╭─ Supplied entries
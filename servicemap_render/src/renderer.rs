// Copyright 2025 the Servicemap Authors
// SPDX-License-Identifier: Apache-2.0 OR MIT

use bitflags::bitflags;
use serde_json::{Map, Value};
use servicemap_geo::{GeoJson, LngLat, LngLatBounds};
use tracing::{debug, info, warn};

use crate::engine::{Cursor, FeatureId, FitOptions, MapEngine, MapOptions, RenderedFeature};
use crate::readiness::{Readiness, ReadinessSignal};
use crate::style::{StyleConfig, stroke_layer_id};

bitflags! {
    /// Which parts of a polygon layer exist in the engine.
    #[derive(Clone, Copy, Debug, Default, PartialEq, Eq, Hash)]
    pub struct LayerPresence: u8 {
        /// The `{id}` source.
        const SOURCE = 1;
        /// The `{id}` fill layer.
        const FILL = 1 << 1;
        /// The `{id}-stroke` line layer.
        const STROKE = 1 << 2;
    }
}

impl LayerPresence {
    /// Nothing is left behind in the engine.
    pub fn is_clean(self) -> bool {
        self.is_empty()
    }
}

/// Owns the map engine and its readiness lifecycle.
///
/// Every primitive catches engine errors, logs them and reports a `bool`.
/// Mutating primitives are rejected until both readiness phases have been
/// reported, and forever after [`MapRenderer::teardown`].
#[derive(Debug)]
pub struct MapRenderer<E> {
    engine: E,
    created: bool,
    signal: ReadinessSignal,
}

impl<E: MapEngine> MapRenderer<E> {
    /// Wrap an engine that has not been created yet.
    pub fn new(engine: E) -> Self {
        Self {
            engine,
            created: false,
            signal: ReadinessSignal::new(),
        }
    }

    /// Create the engine. Only the first successful call does anything.
    pub fn init(&mut self, options: &MapOptions) -> bool {
        if self.signal.current().torn_down {
            warn!(container = %options.container, "init rejected: map was torn down");
            return false;
        }
        if self.created {
            debug!(container = %options.container, "init ignored: map already created");
            return false;
        }
        match self.engine.create(options) {
            Ok(()) => {
                self.created = true;
                info!(container = %options.container, zoom = options.zoom, "map created");
                true
            }
            Err(err) => {
                warn!(container = %options.container, %err, "map creation failed");
                false
            }
        }
    }

    /// Whether [`MapRenderer::init`] has succeeded and the map is not torn down.
    pub fn is_initialized(&self) -> bool {
        self.created
    }

    /// Handle for reporting and awaiting readiness.
    pub fn signal(&self) -> &ReadinessSignal {
        &self.signal
    }

    /// Current readiness.
    pub fn readiness(&self) -> Readiness {
        self.signal.current()
    }

    /// Whether sources and layers may be mutated.
    pub fn is_ready(&self) -> bool {
        self.created && self.signal.current().is_ready()
    }

    /// Read access to the engine.
    pub fn engine(&self) -> &E {
        &self.engine
    }

    fn admit(&self, op: &'static str, id: &str) -> bool {
        if self.is_ready() {
            return true;
        }
        let readiness = self.signal.current();
        warn!(
            op,
            id,
            created = self.created,
            loaded = readiness.loaded,
            style_loaded = readiness.style_loaded,
            torn_down = readiness.torn_down,
            "rejected: map not ready"
        );
        false
    }

    fn admit_camera(&self, op: &'static str) -> bool {
        if self.created && !self.signal.current().torn_down {
            return true;
        }
        warn!(op, "rejected: map not created");
        false
    }

    /// Which parts of polygon layer `id` exist.
    pub fn presence(&self, id: &str) -> LayerPresence {
        let mut presence = LayerPresence::empty();
        if !self.created {
            return presence;
        }
        presence.set(LayerPresence::SOURCE, self.engine.has_source(id));
        presence.set(LayerPresence::FILL, self.engine.has_layer(id));
        presence.set(LayerPresence::STROKE, self.engine.has_layer(&stroke_layer_id(id)));
        presence
    }

    /// Add source `{id}` with a fill layer `{id}` and stroke layer `{id}-stroke`.
    ///
    /// The pair is never split: if the stroke cannot be added the fill and
    /// source are rolled back.
    pub fn add_polygon_layer(
        &mut self,
        id: &str,
        data: &GeoJson,
        style: &StyleConfig,
        visible: bool,
    ) -> bool {
        if !self.admit("add_polygon_layer", id) {
            return false;
        }
        if let Err(err) = self.engine.add_source(id, data) {
            warn!(id, %err, "add source failed");
            return false;
        }
        if let Err(err) = self.engine.add_layer(&style.fill_layer(id, visible)) {
            warn!(id, %err, "add fill layer failed");
            self.rollback_source(id);
            return false;
        }
        if let Err(err) = self.engine.add_layer(&style.stroke_layer(id, visible)) {
            warn!(id, %err, "add stroke layer failed, rolling back fill");
            if let Err(err) = self.engine.remove_layer(id) {
                warn!(id, %err, "fill rollback failed");
            }
            self.rollback_source(id);
            return false;
        }
        debug!(id, features = data.len(), visible, "polygon layer added");
        true
    }

    fn rollback_source(&mut self, id: &str) {
        if let Err(err) = self.engine.remove_source(id) {
            warn!(id, %err, "source rollback failed");
        }
    }

    /// Remove whatever exists of polygon layer `id`.
    ///
    /// Returns `true` only if nothing is left behind.
    pub fn remove_polygon_layer(&mut self, id: &str) -> bool {
        if !self.admit("remove_polygon_layer", id) {
            return false;
        }
        let stroke = stroke_layer_id(id);
        let mut clean = true;
        for layer in [stroke.as_str(), id] {
            if self.engine.has_layer(layer) {
                if let Err(err) = self.engine.remove_layer(layer) {
                    warn!(layer, %err, "remove layer failed");
                    clean = false;
                }
            }
        }
        if self.engine.has_source(id) {
            if let Err(err) = self.engine.remove_source(id) {
                warn!(id, %err, "remove source failed");
                clean = false;
            }
        }
        if clean {
            debug!(id, "polygon layer removed");
        }
        clean
    }

    /// Replace the data behind polygon layer `id`.
    pub fn set_layer_data(&mut self, id: &str, data: &GeoJson) -> bool {
        if !self.admit("set_layer_data", id) {
            return false;
        }
        match self.engine.set_source_data(id, data) {
            Ok(()) => {
                debug!(id, features = data.len(), "layer data updated");
                true
            }
            Err(err) => {
                warn!(id, %err, "set layer data failed");
                false
            }
        }
    }

    /// Show or hide both halves of polygon layer `id`.
    ///
    /// If the stroke cannot follow, the fill is restored.
    pub fn set_layer_visibility(&mut self, id: &str, visible: bool) -> bool {
        if !self.admit("set_layer_visibility", id) {
            return false;
        }
        let stroke = stroke_layer_id(id);
        let Some(previous) = self.engine.layer_visibility(id) else {
            warn!(id, "set visibility failed: fill layer missing");
            return false;
        };
        if let Err(err) = self.engine.set_layer_visibility(id, visible) {
            warn!(id, %err, "set fill visibility failed");
            return false;
        }
        if let Err(err) = self.engine.set_layer_visibility(&stroke, visible) {
            warn!(id, %err, "set stroke visibility failed, restoring fill");
            if let Err(err) = self.engine.set_layer_visibility(id, previous) {
                warn!(id, %err, "fill visibility restore failed");
            }
            return false;
        }
        debug!(id, visible, "layer visibility set");
        true
    }

    /// Set or clear the `hover` feature state.
    pub fn set_feature_hover_state(&mut self, source: &str, feature: FeatureId, hover: bool) -> bool {
        if !self.admit("set_feature_hover_state", source) {
            return false;
        }
        let mut state = Map::new();
        state.insert("hover".to_owned(), Value::Bool(hover));
        match self.engine.set_feature_state(source, feature, &state) {
            Ok(()) => true,
            Err(err) => {
                warn!(source, feature = feature.0, %err, "set hover state failed");
                false
            }
        }
    }

    /// Features under `point` in those of `layer_ids` that exist, top-most first.
    pub fn query_features_at(&self, point: LngLat, layer_ids: &[&str]) -> Vec<RenderedFeature> {
        if !self.admit("query_features_at", "") {
            return Vec::new();
        }
        let existing: Vec<&str> = layer_ids
            .iter()
            .copied()
            .filter(|id| self.engine.has_layer(id))
            .collect();
        if existing.is_empty() {
            return Vec::new();
        }
        match self.engine.query_rendered_features(point, &existing) {
            Ok(features) => features,
            Err(err) => {
                warn!(%err, "query rendered features failed");
                Vec::new()
            }
        }
    }

    /// Fit the camera to every position in `data`.
    ///
    /// Non-numeric leaves are skipped. With no positions at all the camera
    /// stays where it is and `false` is returned.
    pub fn fit_to_bounds(&mut self, data: &GeoJson, options: &FitOptions) -> bool {
        self.fit_to(LngLatBounds::from_geojson(data), options)
    }

    /// Fit the camera to `bounds`.
    pub fn fit_to(&mut self, bounds: LngLatBounds, options: &FitOptions) -> bool {
        if !self.admit_camera("fit_to_bounds") {
            return false;
        }
        if bounds.is_empty() {
            debug!("fit skipped: no positions");
            return false;
        }
        match self.engine.fit_bounds(bounds, options) {
            Ok(()) => true,
            Err(err) => {
                warn!(%err, "fit bounds failed");
                false
            }
        }
    }

    /// Move the camera.
    pub fn jump_to(&mut self, center: LngLat, zoom: f64) -> bool {
        if !self.admit_camera("jump_to") {
            return false;
        }
        match self.engine.jump_to(center, zoom) {
            Ok(()) => true,
            Err(err) => {
                warn!(%err, "jump failed");
                false
            }
        }
    }

    /// Set the canvas cursor. Ignored when the map does not exist.
    pub fn set_cursor(&mut self, cursor: Cursor) {
        if self.created {
            self.engine.set_cursor(cursor);
        }
    }

    /// Destroy the engine. Every later primitive is rejected.
    pub fn teardown(&mut self) {
        if self.signal.current().torn_down {
            return;
        }
        if self.created {
            self.engine.destroy();
            self.created = false;
        }
        self.signal.mark_torn_down();
        info!("map torn down");
    }
}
╰─
→ Directions:
How many lines in the records contain the word "cannot"? Answer with the number alone.

→ Result for this exercise:
2